28º domingo durante el Año - Ciclo BJesús se puso en camino. Un hombre corrió hacia Él y, arrodillándose, le preguntó: «Maestro bueno, ¿qué debo hacer para heredar la Vida eterna?» Jesús le dijo: «¿Por qué me llamas bueno? Sólo Dios es bueno. Tú conoces los mandamientos: No matarás, no cometerás adulterio, no robarás, no darás falso testimonio, no perjudicarás a nadie, honra a tu padre y a tu madre». El hombre le respondió: «Maestro, todo eso lo he cumplido desde mi juventud». Jesús lo miró con amor y le dijo: «Sólo te falta una cosa: ve, vende lo que tienes y dalo a los pobres; así tendrás un tesoro en el cielo. Después, ven y sígueme«. Él, al oír estas palabras, se entristeció y se fue apenado, porque poseía muchos bienes. Entonces Jesús, mirando alrededor, dijo a sus discípulos: «¡Qué difícil será para los ricos entrar en el Reino de Dios!» Los discípulos se sorprendieron por estas palabras, pero Jesús continuó diciendo: «Hijos míos, ¡qué difícil es entrar en el Reino de Dios! Es más fácil que un camello pase por el ojo de una aguja, que un rico entre en el Reino de Dios». Los discípulos se asombraron aún más y se preguntaban unos a otros: «Entonces, ¿quién podrá salvarse?» Jesús, fijando en ellos su mirada, les dijo: «Para los hombres es imposible, pero no para Dios, porque para Él todo es posible».
Mc 10, 17-27
"Nadie puede servir a dos señores"
Ante un mundo consumista y materialista, donde lo tangible vale más que lo espiritual y en el cual la "felicidad" corre por cuenta del dinero y sus frutos; el Señor hace un llamado por medio de este joven rico que se quiere hacer uno de sus discípulos, pero el valor de sus riquezas fue más fuerte que el llamado de Jesús.
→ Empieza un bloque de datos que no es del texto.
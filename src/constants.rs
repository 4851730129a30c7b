//! # Constants
//!
//! Shared constants used throughout the controller.
//!
//! These values represent reasonable defaults and can be overridden via
//! configuration or environment variables where applicable.

/// API group shared by the `Bucket` and `ClusterBucket` resources
pub const API_GROUP: &str = "objectstore.octopilot.io";

/// Field manager name used for server-side patches
pub const FIELD_MANAGER: &str = "bucket-controller";

/// Default finalizer that guards remote bucket cleanup
pub const DEFAULT_FINALIZER_NAME: &str = "objectstore.octopilot.io/bucket-cleanup";

/// Annotation stamped by `bucketctl reconcile` to force an immediate reconcile
pub const RECONCILE_ANNOTATION: &str = "objectstore.octopilot.io/reconcile";

/// Default periodic re-check interval for converged buckets
pub const DEFAULT_RELIST_INTERVAL: &str = "60h";

/// Default maximum number of buckets reconciled at the same time
pub const DEFAULT_MAX_CONCURRENT_RECONCILES: u16 = 1;

/// Default HTTP server port for metrics and health probes
pub const DEFAULT_METRICS_PORT: u16 = 5000;

/// Default HTTP server startup timeout (how long to wait for server to be ready)
pub const DEFAULT_SERVER_STARTUP_TIMEOUT_SECS: u64 = 10;

/// Default HTTP server readiness poll interval
pub const DEFAULT_SERVER_POLL_INTERVAL_MS: u64 = 50;

/// Default first retry delay after a failed reconcile (seconds)
pub const DEFAULT_RECONCILE_BACKOFF_START_SECS: u64 = 5;

/// Default upper bound for the reconcile retry delay (seconds)
pub const DEFAULT_RECONCILE_BACKOFF_MAX_SECS: u64 = 300;

/// Default exponential backoff starting value for watch restarts (milliseconds)
pub const DEFAULT_WATCH_BACKOFF_START_MS: u64 = 1000;

/// Default exponential backoff maximum value for watch restarts (milliseconds)
pub const DEFAULT_WATCH_BACKOFF_MAX_MS: u64 = 30_000;

/// Default delay before restarting watch stream after unknown errors (seconds)
pub const DEFAULT_WATCH_RESTART_DELAY_SECS: u64 = 5;

/// Default delay before restarting watch stream after it ends (seconds)
pub const DEFAULT_WATCH_RESTART_DELAY_AFTER_END_SECS: u64 = 1;

/// Region used when neither the resource nor the store config names one
pub const DEFAULT_STORE_REGION: &str = "us-east-1";

/// Maximum length of an S3 bucket name
pub const MAX_BUCKET_NAME_LEN: usize = 63;

/// Length of the random suffix appended to remote bucket names
pub const BUCKET_NAME_SUFFIX_LEN: usize = 8;
//! # Status
//!
//! Status construction and persistence, plus requeue/backoff bookkeeping.
//!
//! Every status write goes through [`Reconciler::write_status`], which
//! returns the stored object so later steps decide on fresh state.

use super::types::{Reconciler, ReconcilerError};
use crate::controller::backoff::BackoffState;
use crate::crd::{BucketObject, BucketPhase, BucketReason, BucketStatus, ObjectKey};
use crate::observability::metrics;
use crate::provider::StoreError;
use kube_runtime::controller::Action;
use std::time::Duration;
use tracing::{debug, info, warn};

fn now_rfc3339() -> String {
    chrono::Utc::now().to_rfc3339()
}

impl<K: BucketObject> Reconciler<K> {
    /// Access URL for a remote bucket, if an external endpoint is configured
    pub(crate) fn access_url(&self, bucket: &str) -> Option<String> {
        let endpoint = self.external_endpoint.trim_end_matches('/');
        if endpoint.is_empty() {
            None
        } else {
            Some(format!("{endpoint}/{bucket}"))
        }
    }

    /// Status describing a bucket that exists in the store
    pub(crate) fn converged_status(
        &self,
        obj: &K,
        bucket: &str,
        phase: BucketPhase,
        reason: BucketReason,
    ) -> BucketStatus {
        BucketStatus {
            phase: Some(phase),
            reason: Some(reason),
            message: None,
            remote_name: Some(bucket.to_string()),
            url: self.access_url(bucket),
            last_heartbeat_time: Some(now_rfc3339()),
            observed_generation: obj.meta().generation,
        }
    }

    /// Existing status with only the heartbeat and observed generation refreshed
    pub(crate) fn heartbeat_status(&self, obj: &K) -> BucketStatus {
        let mut status = obj.bucket_status().cloned().unwrap_or_default();
        status.last_heartbeat_time = Some(now_rfc3339());
        status.observed_generation = obj.meta().generation;
        status
    }

    /// Persist `status` and return the stored object
    pub(crate) async fn write_status(
        &self,
        mut obj: K,
        status: BucketStatus,
    ) -> Result<K, ReconcilerError> {
        debug!(
            phase = ?status.phase,
            reason = ?status.reason,
            "Writing status"
        );
        obj.set_bucket_status(status);
        Ok(self.resources.update_status(&obj).await?)
    }

    /// Best-effort `Failed` status after a store error
    ///
    /// The original error is what the caller returns; a failure here is only
    /// logged. `clear_remote` drops the recorded bucket when it is known not
    /// to exist anymore.
    pub(crate) async fn record_failure(
        &self,
        obj: K,
        reason: BucketReason,
        error: &StoreError,
        clear_remote: bool,
    ) {
        let key = ObjectKey::from_object(&obj);
        let mut status = obj.bucket_status().cloned().unwrap_or_default();
        status.phase = Some(BucketPhase::Failed);
        status.reason = Some(reason);
        status.message = Some(error.to_string());
        status.observed_generation = obj.meta().generation;
        if clear_remote {
            status.remote_name = None;
            status.url = None;
        }

        if let Err(e) = self.write_status(obj, status).await {
            warn!(
                "Failed to record {} status for {}: {}",
                reason.as_str(),
                key,
                e
            );
        }
    }

    /// Requeue decision after a successful pass
    pub(crate) fn requeue_after_success(&self) -> Action {
        metrics::increment_requeues_total("relist");
        Action::requeue(self.relist_interval)
    }

    /// Next retry delay for a failing resource and its consecutive error count
    pub fn next_error_backoff(&self, key: &ObjectKey) -> (Duration, u32) {
        match self.backoff_states.lock() {
            Ok(mut states) => {
                let state = states.entry(key.clone()).or_insert_with(|| {
                    BackoffState::new(self.backoff_start_secs, self.backoff_max_secs)
                });
                state.increment_error();
                (state.backoff.next_backoff(), state.error_count)
            }
            Err(e) => {
                warn!("Failed to lock backoff_states: {}, using default backoff", e);
                (Duration::from_secs(self.backoff_start_secs.max(1)), 0)
            }
        }
    }

    /// Reset the backoff after success; returns whether the resource was backing off
    pub fn reset_backoff(&self, key: &ObjectKey) -> bool {
        let was_in_backoff = match self.backoff_states.lock() {
            Ok(mut states) => states
                .remove(key)
                .is_some_and(|state| state.error_count > 0),
            Err(_) => false,
        };
        if was_in_backoff {
            info!("Backoff reset for {}, returning to relist schedule", key);
        }
        was_in_backoff
    }
}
Pero, la lección magistral de este domingo se encuentra a simple vista: La verdadera riqueza está en el seguimiento de Cristo, en descubrir en él el tesoro de nuestra vida. Es así como en la primera lectura (Sab 7, 7-11) un sabio del Antiguo Testamento muestra su entusiasmo por la verdadera sabiduría, que es un don de Dios, que no es saber mucho, sino mirar todo con los ojos de Dios. Es saber qué tiene importancia y qué no. Así es como se adquiere un nuevo sentido en nuestra vida.
La escena del joven rico nos entristece mucho. Aquel muchacho preguntó: "¿Qué mas puedo hacer para alcanzar el Reino de Dios?". Es una pregunta hecha desde la autoafirmación. Más que la conversión del corazón, buscaba ampliar su agenda de obras buenas para así alcanzar el Reino. Jesús le contesta en otra clave: vete, vende, reparte, vuelve con las manos vacías y sígueme. Y el joven se retiró triste; pero dice el texto que antes de pedirle esto le miró con amor, pero el joven, centrado en su perfeccionismo y apegado a sus riquezas, no supo acoger aquella mirada que le ofrecía la pista para descubrir el tesoro.
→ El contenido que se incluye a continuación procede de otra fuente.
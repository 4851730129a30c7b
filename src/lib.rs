//! Bucket Controller Library
//!
//! Reconciles `Bucket` and `ClusterBucket` resources against an S3-compatible
//! object store: creates the remote bucket, keeps its access policy in line
//! with the declared one and deletes it behind a finalizer.
//!
//! ## Quick Start
//!
//! ```rust
//! use bucket_controller::prelude::*;
//! ```
//!
//! This brings commonly used types and traits into scope. For more specific imports,
//! use the individual modules.

pub mod config;
pub mod constants;
pub mod controller;
pub mod crd;
pub mod observability;
pub mod prelude;
pub mod provider;
pub mod runtime;
pub mod server;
Jesús no sataniza el dinero ni otros bienes, sino el apego a ellos, el convertirlos en ídolos ante quien doblamos la rodilla: "Nadie puede servir a dos señores". No podemos prescindir absolutamente de los bienes porque los necesitamos para subsistir, pero hemos de reconocer que los bienes nos atraen, nos fascinan y pueden llegar a esclavizarnos. Al final no lo poseemos, son ellos los que nos poseen a notros. El atleta que quiera correr con una mochila de veinte kilos no conseguirá ninguna medalla.
Seguir a Jesús incondicionalmente es la verdadera sabiduría, dando importancia a lo que la tiene, que es fuente de la verdadera felicidad que nadie nunca nos puede arrebatar.